Dataset Handling

The VQA dataset contains ~120K images and ~330K question/answer pairs and is quite large for this baby VQA project. Therefore, we will extract a small set of it for training and testing our model.


In [1]:
# a bit of setup as usual
import h5py, json

import numpy as np
import cPickle as pickle

from IPython.display import display, Image

0 - Loading the full VQA dataset


In [2]:
h5_img_file_train = h5py.File('data/vqa_data_img_vgg_train.h5', 'r')
fv_im_train = h5_img_file_train.get('/images_train') # 82460 x 14 x 14 x 512

h5_img_file_test = h5py.File('data/vqa_data_img_vgg_test.h5', 'r')
fv_im_test = h5_img_file_test.get('/images_test') # 40504 x 14 x 14 x 512

h5_ques_file = h5py.File('data/vqa_data_prepro.h5', 'r')
ques_train = h5_ques_file.get('/ques_train') # 215375 x 26
ques_len_train = h5_ques_file.get('/ques_len_train') # 215375 x 1
img_pos_train = h5_ques_file.get('/img_pos_train') # 215375 x 1
ques_id_train = h5_ques_file.get('/ques_id_train') # 215375 x 1
answers = h5_ques_file.get('/answers') # 215375 x 1
split_train = h5_ques_file.get('/split_train') # 215375 x 1

ques_test = h5_ques_file.get('/ques_test') # 121512 x26
ques_len_test = h5_ques_file.get('/ques_len_test')
img_pos_test = h5_ques_file.get('/img_pos_test')
ques_id_test = h5_ques_file.get('/ques_id_test')
split_test = h5_ques_file.get('/split_test')
ans_test = h5_ques_file.get('/ans_test')

json_file = json.load(open('data/vqa_data_prepro.json', 'r'))
ix_to_word = json_file['ix_to_word']
ix_to_ans = json_file['ix_to_ans']

vocab_size = len(ix_to_word) # 12604

1 - Extracting a small dataset for training & testing


In [3]:
num_samples = 8000

qa_data_train_small = []
train_im_small_idx = []

for ix in xrange(num_samples * 3):
    qa_data_train_small.append((ques_train[ix], ques_len_train[ix], ix / 3, answers[ix]))
    if ix % 3 == 0:
        train_im_small_idx.append(img_pos_train[ix])

train_im_small = []
for im_ix in train_im_small_idx:
    train_im_small.append(fv_im_train[im_ix, :])

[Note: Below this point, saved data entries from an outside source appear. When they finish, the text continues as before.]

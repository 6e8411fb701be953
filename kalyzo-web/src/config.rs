//! Configuration embedded in the bundle.
use crate::paths;
use kalyzo_storefront::StorefrontConfig;
use once_cell::sync::Lazy;

const CONFIG_JSON: &str = include_str!("../static/storefront.json");

static CONFIG: Lazy<StorefrontConfig> = Lazy::new(|| load(CONFIG_JSON));

fn load(json: &str) -> StorefrontConfig {
    let mut config = StorefrontConfig::from_json(json).unwrap_or_else(|err| {
        log::error!("invalid storefront.json, using defaults: {err}");
        StorefrontConfig::default()
    });
    config.endpoints = paths::endpoints(&config.endpoints);
    config
}

/// Configuration for this build, endpoints already prefixed with the base path.
#[must_use]
pub fn storefront() -> &'static StorefrontConfig {
    &CONFIG
}
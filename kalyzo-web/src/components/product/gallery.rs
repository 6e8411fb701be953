use crate::i18n;
use kalyzo_storefront::ImageRef;
use yew::prelude::*;

#[derive(Properties, PartialEq, Clone)]
pub struct Props {
    pub main: ImageRef,
    #[prop_or_default]
    pub thumbnails: Vec<ImageRef>,
    #[prop_or_default]
    pub active: Option<usize>,
    #[prop_or_default]
    pub on_pick: Callback<usize>,
}

#[function_component(Gallery)]
pub fn gallery(props: &Props) -> Html {
    let shown = props
        .active
        .and_then(|idx| props.thumbnails.get(idx))
        .unwrap_or(&props.main);
    let alt = if shown.alt.is_empty() {
        i18n::t("product.main_image")
    } else {
        shown.alt.clone()
    };
    html! {
        <section class="product-gallery" aria-label={i18n::t("product.gallery")}>
            <img id="main-image" class="img-fluid rounded main-image" src={shown.url.clone()} alt={alt} />
            if !props.thumbnails.is_empty() {
                <div class="thumbnails d-flex gap-2 mt-2">
                    { for props.thumbnails.iter().enumerate().map(|(idx, image)| {
                        let onclick = {
                            let cb = props.on_pick.clone();
                            Callback::from(move |_| cb.emit(idx))
                        };
                        let class = classes!("thumbnail", "img-thumbnail", (props.active == Some(idx)).then_some("active"));
                        html! {
                            <img {class} src={image.url.clone()} alt={image.alt.clone()} {onclick} />
                        }
                    }) }
                </div>
            }
        </section>
    }
}
//! Typed client for the storefront's cart and order endpoints.
use crate::checkout::{CustomerForm, OrderReceipt, OrderSummary};
use crate::config::Endpoints;
use crate::csrf::TokenSource;
use crate::error::{StorefrontError, ValidationError};
use crate::transport::{Request, RequestBody, Transport};
use crate::variant::VariantId;
use serde::Deserialize;
use serde::de::DeserializeOwned;

#[derive(Debug, Clone, PartialEq, Eq, Deserialize)]
pub struct CountResponse {
    #[serde(default)]
    pub cart_count: u32,
}

#[derive(Debug, Clone, PartialEq, Eq, Deserialize)]
pub struct MutationResponse {
    pub success: bool,
    #[serde(default)]
    pub message: String,
    #[serde(default)]
    pub cart_count: Option<u32>,
}

#[derive(Debug, Clone, PartialEq, Deserialize)]
pub struct CartItem {
    pub product_name: String,
    pub price: f64,
    pub quantity: u32,
}

#[derive(Debug, Clone, PartialEq, Deserialize)]
pub struct ItemsResponse {
    #[serde(default)]
    pub items: Vec<CartItem>,
    #[serde(default)]
    pub total: f64,
}

/// Order ids arrive as numbers from the server but are displayed as text.
#[derive(Debug, Clone, PartialEq, Eq, Deserialize)]
#[serde(untagged)]
enum OrderIdRepr {
    Number(u64),
    Text(String),
}

#[derive(Debug, Clone, PartialEq, Eq, Deserialize)]
struct OrderData {
    order_id: OrderIdRepr,
    whatsapp_message: String,
    whatsapp_number: String,
}

#[derive(Debug, Clone, PartialEq, Eq, Deserialize)]
struct OrderResponse {
    success: bool,
    #[serde(default)]
    message: String,
    #[serde(default)]
    data: Option<OrderData>,
}

/// Successful add: the message to show and the server's new cart count.
#[derive(Debug, Clone, PartialEq, Eq)]
pub struct AddReceipt {
    pub message: String,
    pub cart_count: u32,
}

pub struct StoreApi<T, S> {
    transport: T,
    tokens: S,
    endpoints: Endpoints,
}

impl<T, S> StoreApi<T, S>
where
    T: Transport,
    S: TokenSource,
{
    pub const fn new(transport: T, tokens: S, endpoints: Endpoints) -> Self {
        Self {
            transport,
            tokens,
            endpoints,
        }
    }

    pub const fn transport(&self) -> &T {
        &self.transport
    }

    pub const fn endpoints(&self) -> &Endpoints {
        &self.endpoints
    }

    fn token(&self) -> Result<String, StorefrontError> {
        self.tokens.token().ok_or(StorefrontError::MissingToken)
    }

    async fn fetch<R: DeserializeOwned>(&self, request: Request) -> Result<R, StorefrontError> {
        log::debug!("{} {}", request.method.as_str(), request.path);
        let response = self.transport.send(request).await.inspect_err(|err| {
            log::error!("request failed: {err}");
        })?;
        serde_json::from_str(&response.body).map_err(|err| {
            log::error!("unreadable response (HTTP {}): {err}", response.status);
            StorefrontError::Decode(err)
        })
    }

    async fn mutate(
        &self,
        path: &str,
        body: RequestBody,
    ) -> Result<MutationResponse, StorefrontError> {
        let token = self.token()?;
        let response: MutationResponse = self.fetch(Request::post(path, body, token)).await?;
        if response.success {
            Ok(response)
        } else {
            log::warn!("{path} rejected: {}", response.message);
            Err(StorefrontError::Rejected(response.message))
        }
    }

    /// Current number of items in the server-side cart.
    ///
    /// # Errors
    ///
    /// Returns an error on transport failure or an unreadable body.
    pub async fn count(&self) -> Result<u32, StorefrontError> {
        let response: CountResponse = self.fetch(Request::get(&self.endpoints.cart_count)).await?;
        Ok(response.cart_count)
    }

    /// Add `quantity` units of a variant.
    ///
    /// # Errors
    ///
    /// Fails locally when the quantity is zero or the token is missing;
    /// otherwise on transport failure or server rejection.
    pub async fn add(
        &self,
        variant: VariantId,
        quantity: u32,
    ) -> Result<AddReceipt, StorefrontError> {
        if quantity < 1 {
            return Err(ValidationError::QuantityBelowMinimum.into());
        }
        let body = RequestBody::Form(vec![
            ("variant_id".to_string(), variant.to_string()),
            ("quantity".to_string(), quantity.to_string()),
        ]);
        let response = self.mutate(&self.endpoints.cart_add, body).await?;
        Ok(AddReceipt {
            message: response.message,
            cart_count: response.cart_count.unwrap_or_default(),
        })
    }

    /// Replace the quantity of a cart line.
    ///
    /// # Errors
    ///
    /// Fails locally when `quantity < 1` or the token is missing; otherwise on
    /// transport failure or server rejection.
    pub async fn update(
        &self,
        variant: VariantId,
        quantity: i64,
    ) -> Result<String, StorefrontError> {
        if quantity < 1 {
            return Err(ValidationError::QuantityBelowMinimum.into());
        }
        let body = RequestBody::Form(vec![
            ("variant_id".to_string(), variant.to_string()),
            ("quantity".to_string(), quantity.to_string()),
        ]);
        Ok(self.mutate(&self.endpoints.cart_update, body).await?.message)
    }

    /// Remove a cart line.
    ///
    /// # Errors
    ///
    /// Fails when the token is missing, on transport failure or server rejection.
    pub async fn remove(&self, variant: VariantId) -> Result<String, StorefrontError> {
        let body = RequestBody::Form(vec![("variant_id".to_string(), variant.to_string())]);
        Ok(self.mutate(&self.endpoints.cart_remove, body).await?.message)
    }

    /// Empty the cart.
    ///
    /// # Errors
    ///
    /// Fails when the token is missing, on transport failure or server rejection.
    pub async fn clear(&self) -> Result<String, StorefrontError> {
        Ok(self
            .mutate(&self.endpoints.cart_clear, RequestBody::Empty)
            .await?
            .message)
    }

    /// Snapshot of the cart lines for the checkout summary.
    ///
    /// # Errors
    ///
    /// Returns an error on transport failure or an unreadable body.
    pub async fn items(&self) -> Result<OrderSummary, StorefrontError> {
        let response: ItemsResponse = self.fetch(Request::get(&self.endpoints.cart_items)).await?;
        Ok(OrderSummary::from(response))
    }

    /// Create an order from the cart and the buyer's form.
    ///
    /// # Errors
    ///
    /// Fails locally when the form is invalid or the token is missing;
    /// otherwise on transport failure or server rejection.
    pub async fn create_order(&self, form: &CustomerForm) -> Result<OrderReceipt, StorefrontError> {
        form.validate()?;
        let token = self.token()?;
        let body = RequestBody::Json(serde_json::to_value(form)?);
        let response: OrderResponse = self
            .fetch(Request::post(&self.endpoints.order_create, body, token))
            .await?;
        match response.data {
            Some(data) if response.success => Ok(OrderReceipt {
                order_id: match data.order_id {
                    OrderIdRepr::Number(id) => id.to_string(),
                    OrderIdRepr::Text(id) => id,
                },
                whatsapp_message: data.whatsapp_message,
                whatsapp_number: data.whatsapp_number,
            }),
            _ => {
                log::warn!("order rejected: {}", response.message);
                Err(StorefrontError::Rejected(response.message))
            }
        }
    }
}

#[cfg(test)]
mod tests {
    use super::*;

    #[test]
    fn order_response_accepts_numeric_and_text_ids() {
        let numeric: OrderResponse = serde_json::from_str(
            r#"{"success": true, "message": "ok",
                "data": {"order_id": 12, "whatsapp_message": "Hola", "whatsapp_number": "573001112233"}}"#,
        )
        .unwrap();
        assert_eq!(
            numeric.data.unwrap().order_id,
            OrderIdRepr::Number(12)
        );

        let text: OrderResponse = serde_json::from_str(
            r#"{"success": true,
                "data": {"order_id": "K-12", "whatsapp_message": "", "whatsapp_number": "1"}}"#,
        )
        .unwrap();
        assert_eq!(text.data.unwrap().order_id, OrderIdRepr::Text("K-12".into()));
    }

    #[test]
    fn mutation_response_defaults_optional_keys() {
        let response: MutationResponse = serde_json::from_str(r#"{"success": false}"#).unwrap();
        assert!(!response.success);
        assert!(response.message.is_empty());
        assert_eq!(response.cart_count, None);
    }

    #[test]
    fn items_response_tolerates_missing_lists() {
        let response: ItemsResponse = serde_json::from_str("{}").unwrap();
        assert!(response.items.is_empty());
        assert!(response.total.abs() < f64::EPSILON);
    }
}
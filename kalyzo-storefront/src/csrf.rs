//! Anti-forgery token lookup.

pub const CSRF_COOKIE: &str = "csrftoken";
pub const CSRF_FIELD: &str = "csrfmiddlewaretoken";

/// Where the client finds the anti-forgery token at request time.
pub trait TokenSource {
    /// Value of the hidden `csrfmiddlewaretoken` form field, if rendered.
    fn hidden_field(&self) -> Option<String>;
    /// The raw `document.cookie` string, if any.
    fn cookie_header(&self) -> Option<String>;

    /// Resolve the token: hidden field first, then the `csrftoken` cookie.
    fn token(&self) -> Option<String> {
        resolve_token(
            self.hidden_field().as_deref(),
            self.cookie_header().as_deref(),
        )
    }
}

/// Fixed token, used when the token is known up front (tests, tester CLI).
#[derive(Debug, Clone, Default, PartialEq, Eq)]
pub struct StaticToken(pub Option<String>);

impl StaticToken {
    #[must_use]
    pub fn new(token: &str) -> Self {
        Self(Some(token.to_string()))
    }

    #[must_use]
    pub const fn missing() -> Self {
        Self(None)
    }
}

impl TokenSource for StaticToken {
    fn hidden_field(&self) -> Option<String> {
        self.0.clone()
    }

    fn cookie_header(&self) -> Option<String> {
        None
    }
}

#[must_use]
pub fn resolve_token(hidden_field: Option<&str>, cookies: Option<&str>) -> Option<String> {
    if let Some(value) = hidden_field.filter(|v| !v.is_empty()) {
        return Some(value.to_string());
    }
    cookies.and_then(|header| cookie_value(header, CSRF_COOKIE))
}

/// Find a cookie by name in a `document.cookie` style header and percent-decode it.
#[must_use]
pub fn cookie_value(header: &str, name: &str) -> Option<String> {
    header
        .split(';')
        .map(str::trim)
        .find_map(|pair| pair.strip_prefix(name)?.strip_prefix('='))
        .filter(|raw| !raw.is_empty())
        .map(|raw| {
            urlencoding::decode(raw)
                .map_or_else(|_| raw.to_string(), std::borrow::Cow::into_owned)
        })
}

#[cfg(test)]
mod tests {
    use super::*;

    #[test]
    fn hidden_field_wins_over_cookie() {
        assert_eq!(
            resolve_token(Some("field-token"), Some("csrftoken=cookie-token")),
            Some("field-token".to_string())
        );
    }

    #[test]
    fn falls_back_to_cookie_and_decodes() {
        let header = "sessionid=abc; csrftoken=a%2Bb%3D; theme=dark";
        assert_eq!(resolve_token(None, Some(header)), Some("a+b=".to_string()));
        assert_eq!(resolve_token(Some(""), Some(header)), Some("a+b=".to_string()));
    }

    #[test]
    fn similar_cookie_names_do_not_match() {
        assert_eq!(cookie_value("xcsrftoken=nope", CSRF_COOKIE), None);
        assert_eq!(cookie_value("csrftokenx=nope", CSRF_COOKIE), None);
        assert_eq!(cookie_value("csrftoken=", CSRF_COOKIE), None);
    }

    #[test]
    fn missing_everywhere_is_none() {
        assert_eq!(resolve_token(None, None), None);
        assert_eq!(StaticToken::missing().token(), None);
        assert_eq!(StaticToken::new("t").token(), Some("t".to_string()));
    }
}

with open('data/qa_data_train_small.pkl', 'wb') as fp:
    pickle.dump(qa_data_train_small, fp)

with h5py.File('data/vqa_data_img_vgg_train_small.h5', 'w') as hf:
    hf.create_dataset('images_train', data=train_im_small)

In [6]:
num_samples = 4000

qa_data_test_small = []
test_im_small_idx = []

for ix in xrange(num_samples * 3):
    qa_data_test_small.append((ques_test[ix], ques_len_test[ix], ix / 3, ans_test[ix]))
    if ix % 3 == 0:
        test_im_small_idx.append(img_pos_test[ix])

test_im_small = []
for im_ix in test_im_small_idx:
    test_im_small.append(fv_im_test[im_ix, :])

with open('data/qa_data_test_small.pkl', 'wb') as fp:
    pickle.dump(qa_data_test_small, fp)

with h5py.File('data/vqa_data_img_vgg_test_small.h5', 'w') as hf:
    hf.create_dataset('images_test', data=test_im_small)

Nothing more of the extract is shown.